Internasional

Ngeri! Begini Dampak Perubahan Iklim terhadap Ekonomi Global

Thea Fathanah Arbar, CNBC Indonesia
Rabu, 27/04/2022 17:00 WIB
Foto: Kekeringa disejumlah negara. (REUTERS/SERTAC KAYAR)

Jakarta, CNBC Indonesia - Perubahan iklim rupanya dapat menghilangkan 4% dari output ekonomi tahunan global pada tahun 2050, menurut perkiraan sebuah studi baru dari 135 negara.

S&P Global menerbitkan laporan kemungkinan dampak kenaikan permukaan laut, dan gelombang panas, kekeringan, dan badai yang lebih teratur pada Selasa (26/4/2022). Perusahaan pemeringkat ini memberikan skor kredit kepada negara-negara berdasarkan kesehatan ekonomi mereka.

"Untuk tingkat yang berbeda, ini adalah masalah bagi dunia," kata analis kredit pemerintah S&P, Roberto Sifon-Arevalo, dikutip dari Reuters. "Satu hal yang benar-benar menonjol adalah kebutuhan akan dukungan internasional untuk banyak dari bagian dunia (yang lebih miskin) ini".


Dalam skenario dasar, di mana sebagian besar pemerintah menghindari kebijakan perubahan iklim baru yang dikenal sebagai 'RCP 4.5' oleh para ilmuwan, negara-negara berpenghasilan rendah dan menengah ke bawah cenderung mengalami kerugian produk domestik bruto (PDB) rata-rata 3,6 kali lebih besar daripada negara kaya.

Paparan Bangladesh, India, Pakistan, dan Sri Lanka terhadap kebakaran hutan, banjir, badai besar, dan juga kekurangan air membuat Asia Selatan berisiko 10% -18% dari PDB, kira-kira tiga kali lipat Amerika Utara dan 10 kali lebih banyak daripada wilayah Eropa yang paling sedikit terkena dampak.

Kawasan Asia Tengah, Timur Tengah dan Afrika Utara serta Afrika Sub-Sahara juga menghadapi kerugian yang cukup besar.

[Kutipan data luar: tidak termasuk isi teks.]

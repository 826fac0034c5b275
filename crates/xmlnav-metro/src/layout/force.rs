use super::{LayoutOptions, Stations, Vec2};
use std::collections::BTreeMap;

/// Below this center distance pairwise forces are skipped.
const MIN_FORCE_DISTANCE: f64 = 0.1;

/// Per-level placement: a lone station is centered; otherwise stations share the usable width in
/// proportion to `1 + descendants`, each getting at least one node width plus margin.
pub(super) fn initial_positions(
    stations: &Stations,
    width: f64,
    opts: &LayoutOptions,
) -> Vec<Vec2> {
    let mut descendants = vec![0usize; stations.len()];
    for &i in stations.order.iter().rev() {
        if let Some(p) = stations.parents[i] {
            descendants[p] += descendants[i] + 1;
        }
    }

    let mut by_level: BTreeMap<usize, Vec<usize>> = BTreeMap::new();
    for &i in &stations.order {
        by_level.entry(stations.levels[i]).or_default().push(i);
    }

    let mut pos = vec![Vec2::zeros(); stations.len()];
    let min_spacing = opts.standard_node_size.width + opts.initial_spacing_margin;
    for (&level, members) in &by_level {
        let y = opts.level_y(level);
        if let [only] = members.as_slice() {
            pos[*only] = Vec2::new(width / 2.0, y);
            continue;
        }
        let total_weight: usize = members.iter().map(|&i| descendants[i] + 1).sum();
        let available = (width * 0.8).max(members.len() as f64 * min_spacing);
        let mut cursor = (width - available) / 2.0;
        for &i in members {
            let share = (descendants[i] + 1) as f64 / total_weight as f64 * available;
            let space = share.max(min_spacing);
            pos[i] = Vec2::new(cursor + space / 2.0, y);
            cursor += space;
        }
    }
    pos
}

/// Runs the damped simulation in place: pairwise inverse-square repulsion, linear springs along
/// parent-child edges, optional horizontal grouping, then a soft pull toward each level height.
pub(super) fn simulate(stations: &Stations, pos: &mut [Vec2], opts: &LayoutOptions) {
    let edges = stations.edges();
    let grouping = stations.len() > opts.grouping_node_threshold;
    let mut velocity = vec![Vec2::zeros(); pos.len()];
    let mut force = vec![Vec2::zeros(); pos.len()];

    for _ in 0..opts.iterations {
        force.fill(Vec2::zeros());

        for (k, &a) in stations.order.iter().enumerate() {
            for &b in &stations.order[k + 1..] {
                let d = pos[b] - pos[a];
                let dist = d.norm();
                if dist > MIN_FORCE_DISTANCE {
                    let f = d * (opts.repulsion_constant / (dist * dist * dist));
                    force[a] -= f;
                    force[b] += f;
                }
            }
        }

        for &(parent, child) in &edges {
            let d = pos[child] - pos[parent];
            if d.norm() > MIN_FORCE_DISTANCE {
                let f = d * opts.spring_constant;
                force[parent] += f;
                force[child] -= f;
            }
        }

        if grouping {
            for &(parent, child) in &edges {
                force[child].x += (pos[parent].x - pos[child].x) * opts.grouping_strength;
            }
        }

        for &i in &stations.order {
            velocity[i] = (velocity[i] + force[i]) * opts.damping;
            pos[i] += velocity[i];
            let target = opts.level_y(stations.levels[i]);
            pos[i].y += (target - pos[i].y) * opts.level_correction;
        }
    }
}

#[cfg(test)]
mod tests {
    use super::*;

    fn star(children: usize) -> Stations {
        let mut parents = vec![None];
        let mut levels = vec![0];
        for _ in 0..children {
            parents.push(Some(0));
            levels.push(1);
        }
        Stations {
            order: (0..=children).collect(),
            levels,
            parents,
        }
    }

    #[test]
    fn initial_placement_centers_lone_stations_and_spreads_siblings() {
        let opts = LayoutOptions::default();
        let pos = initial_positions(&star(2), 1000.0, &opts);
        assert_eq!(pos[0], Vec2::new(500.0, 100.0));
        // 800px usable, two equal shares.
        assert_eq!(pos[1], Vec2::new(300.0, 220.0));
        assert_eq!(pos[2], Vec2::new(700.0, 220.0));
    }

    #[test]
    fn crowded_levels_fall_back_to_the_spacing_floor() {
        let opts = LayoutOptions::default();
        let pos = initial_positions(&star(20), 1000.0, &opts);
        for pair in pos[1..].windows(2) {
            assert!((pair[1].x - pair[0].x - 100.0).abs() < 1e-9);
        }
    }

    #[test]
    fn simulation_keeps_positions_finite() {
        let opts = LayoutOptions::default();
        let stations = star(60);
        let mut pos = initial_positions(&stations, 2000.0, &opts);
        simulate(&stations, &mut pos, &opts);
        assert!(pos.iter().all(|p| p.x.is_finite() && p.y.is_finite()));
    }
}
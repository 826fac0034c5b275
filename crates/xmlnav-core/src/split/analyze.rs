use super::{RuleType, XmlSplitConfig, XmlSplitRule};
use crate::error::Result;
use crate::parse::{self, Element};
use crate::tree::{XmlTree, build_tree};
use rustc_hash::{FxHashMap, FxHashSet};
use serde::Serialize;
use std::collections::BTreeMap;

#[derive(Debug, Clone, PartialEq, Serialize)]
pub struct LevelAnalysis {
    pub element_count: usize,
    pub percentage_of_total: f64,
    pub exceeds_threshold: bool,
    pub recommended_for_splitting: bool,
}

#[derive(Debug, Clone, PartialEq, Serialize)]
pub struct ThresholdAnalysis {
    pub threshold_percentage: f64,
    pub upper_levels: Vec<usize>,
    /// Only levels that exist in the document appear here.
    pub level_analysis: BTreeMap<usize, LevelAnalysis>,
}

#[derive(Debug, Clone, PartialEq, Serialize)]
pub struct SplitPoint {
    pub path: String,
    pub tag: String,
    /// 1-based document level.
    pub level: usize,
    pub reason: String,
    pub priority: i32,
    pub split_type: RuleType,
    /// Pre-order index of the element in the parsed document.
    #[serde(skip)]
    pub(crate) element_index: usize,
}

#[derive(Debug, Clone, PartialEq, Serialize)]
pub struct AnalysisReport {
    pub total_elements: usize,
    pub element_counts_by_level: BTreeMap<usize, usize>,
    /// `None` when the config has no enabled threshold rule.
    pub threshold_analysis: Option<ThresholdAnalysis>,
    /// Ordered by ascending rule priority; each path appears once.
    pub recommended_splits: Vec<SplitPoint>,
}

/// Parses `text` and reports per-level counts and recommended split points.
pub fn analyze(text: &str, config: &XmlSplitConfig) -> Result<AnalysisReport> {
    let root = parse::parse(text)?;
    let tree = build_tree(text, &root)?;
    Ok(analyze_parsed(&root, &tree, config))
}

/// One entry per element, in pre-order.
struct Located<'a> {
    element: &'a Element,
    path: &'a str,
    level: usize,
}

fn locate<'a>(root: &'a Element, tree: &'a XmlTree) -> Vec<Located<'a>> {
    // The tree builder visits elements in the same pre-order as `Element::iter`.
    root.iter()
        .zip(tree.iter())
        .map(|(element, id)| Located {
            element,
            path: tree.node(id).path.as_str(),
            level: tree.depth(id) + 1,
        })
        .collect()
}

pub(crate) fn analyze_parsed(
    root: &Element,
    tree: &XmlTree,
    config: &XmlSplitConfig,
) -> AnalysisReport {
    let located = locate(root, tree);
    let total_elements = located.len();
    let mut element_counts_by_level: BTreeMap<usize, usize> = BTreeMap::new();
    for loc in &located {
        *element_counts_by_level.entry(loc.level).or_default() += 1;
    }

    let threshold = config
        .threshold_rule()
        .and_then(|rule| Some((rule, rule.threshold_percentage()?)));
    let threshold_analysis = threshold.map(|(_, pct)| {
        let level_analysis = config
            .upper_levels
            .iter()
            .filter_map(|&level| {
                let count = *element_counts_by_level.get(&level)?;
                let percentage = if total_elements > 0 {
                    count as f64 / total_elements as f64 * 100.0
                } else {
                    0.0
                };
                Some((
                    level,
                    LevelAnalysis {
                        element_count: count,
                        percentage_of_total: percentage,
                        exceeds_threshold: percentage > pct,
                        recommended_for_splitting: percentage > pct,
                    },
                ))
            })
            .collect();
        ThresholdAnalysis {
            threshold_percentage: pct,
            upper_levels: config.upper_levels.clone(),
            level_analysis,
        }
    });

    let mut splits: Vec<SplitPoint> = Vec::new();
    if let (Some((rule, pct)), Some(analysis)) = (threshold, &threshold_analysis) {
        for (&level, la) in &analysis.level_analysis {
            if !la.recommended_for_splitting {
                continue;
            }
            for (idx, loc) in located.iter().enumerate().filter(|(_, l)| l.level == level) {
                splits.push(point(
                    idx,
                    loc,
                    rule,
                    format!("Level {level} exceeds {pct}% threshold"),
                ));
            }
        }
    }

    for rule in config
        .rules
        .iter()
        .filter(|r| r.enabled && r.rule_type != RuleType::Threshold)
    {
        match rule.rule_type {
            RuleType::Element => {
                let name = rule.criteria.trim();
                for (idx, loc) in located.iter().enumerate() {
                    if loc.element.tag == name {
                        splits.push(point(
                            idx,
                            loc,
                            rule,
                            format!("Element type '{name}' split rule"),
                        ));
                    }
                }
            }
            RuleType::Depth => {
                let Some(depth) = rule.target_depth() else {
                    continue;
                };
                for (idx, loc) in located.iter().enumerate().filter(|(_, l)| l.level == depth) {
                    splits.push(point(
                        idx,
                        loc,
                        rule,
                        format!("Depth level {depth} split rule"),
                    ));
                }
            }
            RuleType::Xpath => {
                let by_addr: FxHashMap<*const Element, usize> = located
                    .iter()
                    .enumerate()
                    .map(|(idx, loc)| (loc.element as *const Element, idx))
                    .collect();
                let expr = rule.criteria.trim();
                for found in root.find_all(expr) {
                    if let Some(&idx) = by_addr.get(&(found as *const Element)) {
                        splits.push(point(
                            idx,
                            &located[idx],
                            rule,
                            format!("XPath '{expr}' split rule"),
                        ));
                    }
                }
            }
            RuleType::Size | RuleType::Threshold => {}
        }
    }

    splits.sort_by_key(|s| s.priority);
    let mut seen: FxHashSet<String> = FxHashSet::default();
    splits.retain(|s| seen.insert(s.path.clone()));

    tracing::debug!(
        total_elements,
        levels = element_counts_by_level.len(),
        splits = splits.len(),
        "analyzed document for splitting"
    );

    AnalysisReport {
        total_elements,
        element_counts_by_level,
        threshold_analysis,
        recommended_splits: splits,
    }
}

fn point(idx: usize, loc: &Located<'_>, rule: &XmlSplitRule, reason: String) -> SplitPoint {
    SplitPoint {
        path: loc.path.to_string(),
        tag: loc.element.tag.clone(),
        level: loc.level,
        reason,
        priority: rule.priority,
        split_type: rule.rule_type,
        element_index: idx,
    }
}
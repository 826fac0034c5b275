use crate::parse::{self, Element};
use regex::Regex;
use serde::Serialize;
use std::fmt;

#[derive(Debug, Clone, Copy, Default, PartialEq, Eq, Serialize)]
pub struct XmlStatistics {
    pub element_count: usize,
    pub attribute_count: usize,
    /// Elements with non-whitespace direct text.
    pub text_node_count: usize,
    pub comment_count: usize,
    /// UTF-8 byte length of the input.
    pub total_size: usize,
}

impl XmlStatistics {
    pub fn size_kb(&self) -> f64 {
        self.total_size as f64 / 1024.0
    }

    pub fn size_mb(&self) -> f64 {
        self.total_size as f64 / (1024.0 * 1024.0)
    }

    /// `N bytes`, `X.Y KB` or `X.Y MB`.
    pub fn size_string(&self) -> String {
        if self.total_size < 1024 {
            format!("{} bytes", self.total_size)
        } else if self.total_size < 1024 * 1024 {
            format!("{:.1} KB", self.size_kb())
        } else {
            format!("{:.1} MB", self.size_mb())
        }
    }
}

impl fmt::Display for XmlStatistics {
    fn fmt(&self, f: &mut fmt::Formatter<'_>) -> fmt::Result {
        writeln!(f, "Elements: {}", self.element_count)?;
        writeln!(f, "Attributes: {}", self.attribute_count)?;
        writeln!(f, "Text nodes: {}", self.text_node_count)?;
        writeln!(f, "Comments: {}", self.comment_count)?;
        write!(f, "Total size: {}", self.size_string())
    }
}

fn comment_regex() -> &'static Regex {
    static RE: std::sync::OnceLock<Regex> = std::sync::OnceLock::new();
    RE.get_or_init(|| Regex::new(r"(?s)<!--.*?-->").expect("valid regex"))
}

/// Counts over the parsed tree, plus comments over the raw text. Unparseable input yields all
/// zeros.
pub fn statistics(text: &str) -> XmlStatistics {
    let root = match parse::parse(text) {
        Ok(root) => root,
        Err(err) => {
            tracing::warn!(error = %err, "statistics skipped: document does not parse");
            return XmlStatistics::default();
        }
    };
    statistics_for(text, &root)
}

pub(crate) fn statistics_for(text: &str, root: &Element) -> XmlStatistics {
    let mut stats = XmlStatistics {
        comment_count: comment_regex().find_iter(text).count(),
        total_size: text.len(),
        ..Default::default()
    };
    for el in root.iter() {
        stats.element_count += 1;
        stats.attribute_count += el.attributes.len();
        if !el.trimmed_text().is_empty() {
            stats.text_node_count += 1;
        }
    }
    stats
}

#[cfg(test)]
mod tests {
    use super::*;

    #[test]
    fn counts_elements_attributes_text_and_comments() {
        let text = "<!-- a\ncomment --><r k=\"1\"><a x=\"1\" y=\"2\">t</a><b>  </b><!--c--></r>";
        let s = statistics(text);
        assert_eq!(s.element_count, 3);
        assert_eq!(s.attribute_count, 3);
        assert_eq!(s.text_node_count, 1);
        assert_eq!(s.comment_count, 2);
        assert_eq!(s.total_size, text.len());
    }

    #[test]
    fn unparseable_input_yields_zeros() {
        assert_eq!(statistics("<r>"), XmlStatistics::default());
    }

    #[test]
    fn size_string_picks_a_unit() {
        let sized = |total_size| XmlStatistics {
            total_size,
            ..Default::default()
        };
        assert_eq!(sized(512).size_string(), "512 bytes");
        assert_eq!(sized(1536).size_string(), "1.5 KB");
        assert_eq!(sized(3 * 1024 * 1024).size_string(), "3.0 MB");
    }
}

Negara-negara Asia Timur dan Pasifik menghadapi tingkat paparan yang sama seperti Afrika Sub-Sahara, terutama karena badai dan banjir daripada gelombang panas dan kekeringan.

Sementara negara-negara di sekitar khatulistiwa atau pulau-pulau kecil cenderung lebih berisiko, dengan ekonomi yang lebih bergantung pada sektor-sektor seperti pertanian cenderung lebih terpengaruh daripada mereka yang memiliki sektor jasa besar.

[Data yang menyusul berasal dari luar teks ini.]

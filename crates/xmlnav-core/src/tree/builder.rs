use super::line_index::{LineIndex, TagPos, scan_for_tag};
use super::{NodeId, TreeNode, XmlTree};
use crate::error::{Error, Result};
use crate::parse::Element;
use crate::tags::masked_lines;
use std::borrow::Cow;
use rustc_hash::FxHashMap;

/// Builds the addressable tree for `root`, attributing source lines from `raw_text`.
///
/// Elements are visited in pre-order, which is the order their opening tags appear in the text,
/// so a single forward-only cursor is enough to resolve repeated tag names to increasing lines.
pub fn build_tree(raw_text: &str, root: &Element) -> Result<XmlTree> {
    let lines = masked_lines(raw_text);
    let index = LineIndex::build(&lines);
    tracing::debug!(
        lines = lines.len(),
        tags = index.tag_count(),
        "built line index"
    );

    let mut builder = Builder {
        lines: &lines,
        index: &index,
        cursor: None,
    };
    let root_path = format!("/{}[1]", root.tag);
    let line = builder.resolve_line(&root.tag);
    let mut tree = XmlTree::new(TreeNode::new(
        &root.tag,
        root.trimmed_text(),
        root.attributes.clone(),
        root_path,
        line,
    ));
    let root_id = tree.root_id();
    builder.add_children(&mut tree, root_id, root)?;
    Ok(tree)
}

struct Builder<'a> {
    lines: &'a [Cow<'a, str>],
    index: &'a LineIndex,
    /// Position of the last resolved opening tag.
    cursor: Option<TagPos>,
}

impl Builder<'_> {
    /// 1-based line of the next `<tag` after the cursor, or 0 when none is found.
    fn resolve_line(&mut self, tag: &str) -> usize {
        let found = if self.index.contains(tag) {
            self.index.next_after(tag, self.cursor)
        } else {
            scan_for_tag(self.lines, tag, self.cursor)
        };
        match found {
            Some(pos) => {
                self.cursor = Some(pos);
                pos.line + 1
            }
            None => 0,
        }
    }

    fn add_children(
        &mut self,
        tree: &mut XmlTree,
        parent: NodeId,
        element: &Element,
    ) -> Result<()> {
        let parent_path = tree.node(parent).path.clone();
        let mut seen: FxHashMap<&str, usize> = FxHashMap::default();
        for child in &element.children {
            if child.tag.is_empty() {
                return Err(Error::TreeBuild {
                    message: format!("element without a name under {parent_path}"),
                });
            }
            let k = seen.entry(child.tag.as_str()).or_insert(0);
            *k += 1;
            let path = format!("{parent_path}/{}[{k}]", child.tag);
            let line = self.resolve_line(&child.tag);
            let id = tree.push_child(
                parent,
                TreeNode::new(
                    &child.tag,
                    child.trimmed_text(),
                    child.attributes.clone(),
                    path,
                    line,
                ),
            );
            self.add_children(tree, id, child)?;
        }
        Ok(())
    }
}

#[cfg(test)]
mod tests {
    use super::*;
    use crate::parse::parse;

    fn built(text: &str) -> XmlTree {
        build_tree(text, &parse(text).unwrap()).unwrap()
    }

    #[test]
    fn paths_follow_same_tag_sibling_counts() {
        let tree = built("<root><a><b>x</b></a><a><c/></a></root>");
        let paths: Vec<_> = tree.iter().map(|id| tree.node(id).path.as_str()).collect();
        assert_eq!(
            paths,
            [
                "/root[1]",
                "/root[1]/a[1]",
                "/root[1]/a[1]/b[1]",
                "/root[1]/a[2]",
                "/root[1]/a[2]/c[1]",
            ]
        );
        let b = tree.find_by_path("/root[1]/a[1]/b[1]").unwrap();
        assert_eq!(tree.node(b).value, "x");
        assert_eq!(tree.parent(b).unwrap().path, "/root[1]/a[1]");
    }

    #[test]
    fn repeated_tags_resolve_to_increasing_lines() {
        let text = "<?xml version=\"1.0\"?>\n<root>\n  <item>\n    <item>inner</item>\n  </item>\n  <item/>\n</root>\n";
        let tree = built(text);
        let lines: Vec<_> = tree
            .iter()
            .map(|id| (tree.node(id).path.as_str(), tree.node(id).line_number))
            .collect();
        assert_eq!(
            lines,
            [
                ("/root[1]", 2),
                ("/root[1]/item[1]", 3),
                ("/root[1]/item[1]/item[1]", 4),
                ("/root[1]/item[2]", 6),
            ]
        );
    }

    #[test]
    fn commented_out_tags_do_not_claim_lines() {
        let tree = built("<r>\n<!-- <a> -->\n<a/>\n</r>");
        assert_eq!(tree.line_of("/r[1]/a[1]"), Some(3));
        let tree = built("<r>\n<!--\n<größe>\n-->\n<größe/>\n</r>");
        assert_eq!(tree.line_of("/r[1]/größe[1]"), Some(5));
    }

    #[test]
    fn same_line_children_share_the_line() {
        let tree = built("<r><x/><x/><y>t</y></r>");
        assert!(tree.iter().all(|id| tree.node(id).line_number == 1));
    }

    #[test]
    fn unicode_tag_names_use_the_sequential_scan() {
        let text = "<root>\n  <größe>1</größe>\n</root>";
        let tree = built(text);
        let id = tree.find_by_path("/root[1]/größe[1]").unwrap();
        assert_eq!(tree.node(id).line_number, 2);
    }

    #[test]
    fn whitespace_only_text_becomes_empty_value() {
        let tree = built("<r>\n   \n<a>  v  </a></r>");
        assert_eq!(tree.root().value, "");
        assert_eq!(tree.children(tree.root_id()).next().unwrap().value, "v");
    }
}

Sifon-Arevalo dari S&P mengatakan bahwa beberapa negara telah mengalami penurunan peringkat kredit karena cuaca ekstrem, seperti beberapa Kepulauan Karibia setelah badai besar.

Namun dia mengatakan data baru itu tidak akan dimasukkan ke dalam model peringkat negara perusahaan, karena masih ada terlalu banyak ketidakpastian seperti cara beradaptasi negara dengan perubahan tersebut.

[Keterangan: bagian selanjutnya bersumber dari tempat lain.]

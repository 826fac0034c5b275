use super::{LayoutOptions, Stations, Vec2};
use std::collections::BTreeMap;

/// Axis-aligned station boxes touch or overlap.
fn boxes_overlap(
    stations: &Stations,
    pos: &[Vec2],
    opts: &LayoutOptions,
    a: usize,
    b: usize,
) -> bool {
    let sa = opts.node_size(stations.levels[a]);
    let sb = opts.node_size(stations.levels[b]);
    let d = pos[b] - pos[a];
    d.x.abs() <= (sa.width + sb.width) / 2.0 && d.y.abs() <= (sa.height + sb.height) / 2.0
}

fn required_separation(stations: &Stations, opts: &LayoutOptions, a: usize, b: usize) -> f64 {
    let wa = opts.node_size(stations.levels[a]).width;
    let wb = opts.node_size(stations.levels[b]).width;
    (wa + wb) / 2.0 + opts.collision_margin
}

/// Pairwise passes pushing overlapping stations apart along x by half the missing separation
/// each. Stops after the first clean pass; returns the number of passes run.
pub(super) fn resolve(stations: &Stations, pos: &mut [Vec2], opts: &LayoutOptions) -> usize {
    for pass in 0..opts.collision_passes {
        let mut collided = false;
        for (k, &a) in stations.order.iter().enumerate() {
            for &b in &stations.order[k + 1..] {
                if !boxes_overlap(stations, pos, opts, a, b) {
                    continue;
                }
                collided = true;
                let mut d = pos[b] - pos[a];
                let mut dist = d.norm();
                if dist < 0.1 {
                    d = Vec2::new(1.0, 0.0);
                    dist = 1.0;
                }
                let required = required_separation(stations, opts, a, b);
                if dist < required {
                    let shift = d.x / dist * (required - dist) * 0.5;
                    pos[a].x -= shift;
                    pos[b].x += shift;
                }
            }
        }
        if !collided {
            return pass + 1;
        }
    }
    opts.collision_passes
}

pub(super) fn has_collision(stations: &Stations, pos: &[Vec2], opts: &LayoutOptions) -> bool {
    stations.order.iter().enumerate().any(|(k, &a)| {
        stations.order[k + 1..]
            .iter()
            .any(|&b| boxes_overlap(stations, pos, opts, a, b))
    })
}

/// Left-to-right pass per level that moves each station right until it clears its left
/// neighbour by the required separation.
pub(super) fn sweep(stations: &Stations, pos: &mut [Vec2], opts: &LayoutOptions) {
    let mut by_level: BTreeMap<usize, Vec<usize>> = BTreeMap::new();
    for &i in &stations.order {
        by_level.entry(stations.levels[i]).or_default().push(i);
    }
    for members in by_level.values_mut() {
        members.sort_by(|&a, &b| pos[a].x.total_cmp(&pos[b].x).then(a.cmp(&b)));
        for pair in members.windows(2) {
            let (left, right) = (pair[0], pair[1]);
            let gap = required_separation(stations, opts, left, right).max(opts.min_node_distance);
            let min_x = pos[left].x + gap;
            if pos[right].x < min_x {
                pos[right].x = min_x;
            }
        }
    }
}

"Kami berusaha untuk memberi tahu apa yang relevan dan di mana," kata Sifon-Arevalo. "Tapi kami tidak menilai skenario terburuk, kami menilai skenario dasar."

Bagi sebagian besar negara, paparan, dan biaya dari perubahan iklim sudah meningkat. Selama 10 tahun terakhir, badai, kebakaran hutan, dan banjir saja telah menyebabkan kerugian sekitar 0,3% dari PDB per tahun secara global, menurut perusahaan asuransi Swiss Re.

Organisasi Meteorologi Dunia (WMO) juga menghitung bahwa, rata-rata bencana terkait cuaca, iklim, atau air telah terjadi di suatu tempat di dunia setiap hari selama 50 tahun terakhir, menyebabkan 115 kematian setiap hari dan kerugian harian lebih dari US$202 juta.

Sebuah studi tahun lalu oleh sekelompok universitas Inggris yang melihat kenaikan suhu global yang lebih ekstrem, memperkirakan bahwa lebih dari 60 negara dapat dipotong peringkatnya karena pemanasan global pada tahun 2030.